American politician (1854–1931)

William Oscar Atkeson (August 24, 1854 – October 16, 1931) was a Republican Representative representing Missouri's 6th congressional district from March 4, 1921 – March 3, 1923.

Atkeson was born on a farm in Buffalo, Virginia (now West Virginia). He attended the University of Kentucky at Lexington; taught school in Mason County, West Virginia and at New Haven, West Virginia. He graduated from Fairmont Normal School in 1875.
He moved to Point Pleasant, West Virginia in 1876 and edited and published the West Virginia Monitor; studied law; was admitted to the bar in 1877 and commenced practice in Council Grove, Kansas.

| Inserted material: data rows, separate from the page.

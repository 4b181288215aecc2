//! In-memory filesystem adapter for testing.

use std::{
    collections::{BTreeMap, BTreeSet},
    path::{Path, PathBuf},
    sync::{Arc, RwLock},
};

use strata_core::{
    application::{ApplicationError, ports::Filesystem},
    error::StrataResult,
};

/// In-memory filesystem for testing.
///
/// Clones share state, so a test can hand one clone to the generator and
/// inspect another afterwards.
#[derive(Debug, Clone, Default)]
pub struct MemoryFilesystem {
    inner: Arc<RwLock<MemoryFilesystemInner>>,
}

#[derive(Debug, Default)]
struct MemoryFilesystemInner {
    files: BTreeMap<PathBuf, String>,
    directories: BTreeSet<PathBuf>,
    denied: Vec<PathBuf>,
}

impl MemoryFilesystemInner {
    fn check_allowed(&self, path: &Path) -> StrataResult<()> {
        if self.denied.iter().any(|d| path.starts_with(d)) {
            return Err(ApplicationError::FilesystemError {
                path: path.to_path_buf(),
                reason: "Permission denied".into(),
            }
            .into());
        }
        Ok(())
    }
}

impl MemoryFilesystem {
    /// Create a new empty memory filesystem.
    pub fn new() -> Self {
        Self::default()
    }

    /// Make every create/write under `prefix` fail with a filesystem error.
    pub fn deny_writes_under(&self, prefix: impl Into<PathBuf>) {
        if let Ok(mut inner) = self.inner.write() {
            inner.denied.push(prefix.into());
        }
    }

    /// Read a file's content (testing helper).
    pub fn read_file(&self, path: &Path) -> Option<String> {
        let inner = self.inner.read().ok()?;
        inner.files.get(path).cloned()
    }

    /// All files, sorted.
    pub fn list_files(&self) -> Vec<PathBuf> {
        self.inner
            .read()
            .map(|inner| inner.files.keys().cloned().collect())
            .unwrap_or_default()
    }

    /// All directories, sorted.
    pub fn list_dirs(&self) -> Vec<PathBuf> {
        self.inner
            .read()
            .map(|inner| inner.directories.iter().cloned().collect())
            .unwrap_or_default()
    }

    /// Direct children (files and directories) of `dir`, sorted by name.
    pub fn children(&self, dir: &Path) -> Vec<String> {
        let Ok(inner) = self.inner.read() else {
            return Vec::new();
        };
        let names: BTreeSet<String> = inner
            .files
            .keys()
            .chain(inner.directories.iter())
            .filter(|p| p.parent() == Some(dir))
            .filter_map(|p| p.file_name()?.to_str().map(String::from))
            .collect();
        names.into_iter().collect()
    }

    /// Clear all contents.
    pub fn clear(&self) {
        if let Ok(mut inner) = self.inner.write() {
            inner.files.clear();
            inner.directories.clear();
        }
    }
}

impl Filesystem for MemoryFilesystem {
    fn create_dir_all(&self, path: &Path) -> StrataResult<()> {
        let mut inner = self
            .inner
            .write()
            .map_err(|_| ApplicationError::StoreLockError)?;
        inner.check_allowed(path)?;

        let mut current = PathBuf::new();
        for component in path.components() {
            current.push(component);
            inner.directories.insert(current.clone());
        }

        Ok(())
    }

    fn write_file(&self, path: &Path, content: &str) -> StrataResult<()> {
        let mut inner = self
            .inner
            .write()
            .map_err(|_| ApplicationError::StoreLockError)?;
        inner.check_allowed(path)?;

        if let Some(parent) = path.parent() {
            if !parent.as_os_str().is_empty() && !inner.directories.contains(parent) {
                return Err(ApplicationError::FilesystemError {
                    path: path.to_path_buf(),
                    reason: "Parent directory does not exist".into(),
                }
                .into());
            }
        }

        inner.files.insert(path.to_path_buf(), content.to_string());
        Ok(())
    }

    fn exists(&self, path: &Path) -> bool {
        self.inner
            .read()
            .map(|inner| inner.files.contains_key(path) || inner.directories.contains(path))
            .unwrap_or(false)
    }
}

#[cfg(test)]
mod tests {
    use super::*;

    #[test]
    fn write_requires_parent() {
        let fs = MemoryFilesystem::new();
        assert!(fs.write_file(Path::new("/p/a.txt"), "x").is_err());

        fs.create_dir_all(Path::new("/p")).unwrap();
        fs.write_file(Path::new("/p/a.txt"), "x").unwrap();
        assert_eq!(fs.read_file(Path::new("/p/a.txt")).as_deref(), Some("x"));
    }

    #[test]
    fn clones_share_state() {
        let fs = MemoryFilesystem::new();
        let other = fs.clone();
        fs.create_dir_all(Path::new("/p/q")).unwrap();
        assert!(other.exists(Path::new("/p")));
        assert!(other.exists(Path::new("/p/q")));
    }

    #[test]
    fn denied_prefix_fails_writes() {
        let fs = MemoryFilesystem::new();
        fs.deny_writes_under("/p/secret");
        fs.create_dir_all(Path::new("/p")).unwrap();
        assert!(fs.create_dir_all(Path::new("/p/secret/x")).is_err());
        assert!(fs.write_file(Path::new("/p/secret"), "x").is_err());
    }

    #[test]
    fn children_lists_direct_entries() {
        let fs = MemoryFilesystem::new();
        fs.create_dir_all(Path::new("/p/b/c")).unwrap();
        fs.write_file(Path::new("/p/a.txt"), "").unwrap();
        assert_eq!(fs.children(Path::new("/p")), vec!["a.txt", "b"]);
    }
}
//! `strata config`: inspect the effective configuration.

use crate::{cli::ConfigCommands, config::AppConfig, error::CliResult, output::OutputManager};

pub fn execute(cmd: ConfigCommands, config: AppConfig, output: OutputManager) -> CliResult<()> {
    match cmd {
        ConfigCommands::Get { key } => {
            // Always printed: scripts read this value.
            println!("{}", config.get(&key)?);
        }

        ConfigCommands::List => {
            output.header("Current Configuration:")?;
            output.print(&config.to_toml()?)?;
        }

        ConfigCommands::Path => {
            println!("{}", AppConfig::config_path().display());
        }
    }

    Ok(())
}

He moved to Rich Hill, Missouri in Bates County, Missouri, in 1882 and to Butler, Missouri, in 1889. He was prosecuting attorney of Bates County, 1891–1893; unsuccessful candidate for circuit judge of the twenty-ninth judicial circuit in 1892; owner and editor of the Butler Free Press 1894-1902; unsuccessful candidate for election in 1906 to the Sixtieth Congress and in 1908 to the Sixty-first Congress; served as deputy State hotel inspector in 1910 and 1911 and as deputy State labor commissioner 1911-1913; owner and editor of the Bates County Record 1915-1918; elected as a Republican to the Sixty-seventh Congress (March 4, 1921 – March 3, 1923); unsuccessful candidate for reelection in 1922 to the Sixty-eighth Congress; served as State warehouse commissioner in Kansas City, Missouri, from July 1, 1923, until February 5, 1925, when he resigned; resumed the practice of law and also engaged in literary pursuits; died in Butler, October 16, 1931; interment in Oak Hill Cemetery.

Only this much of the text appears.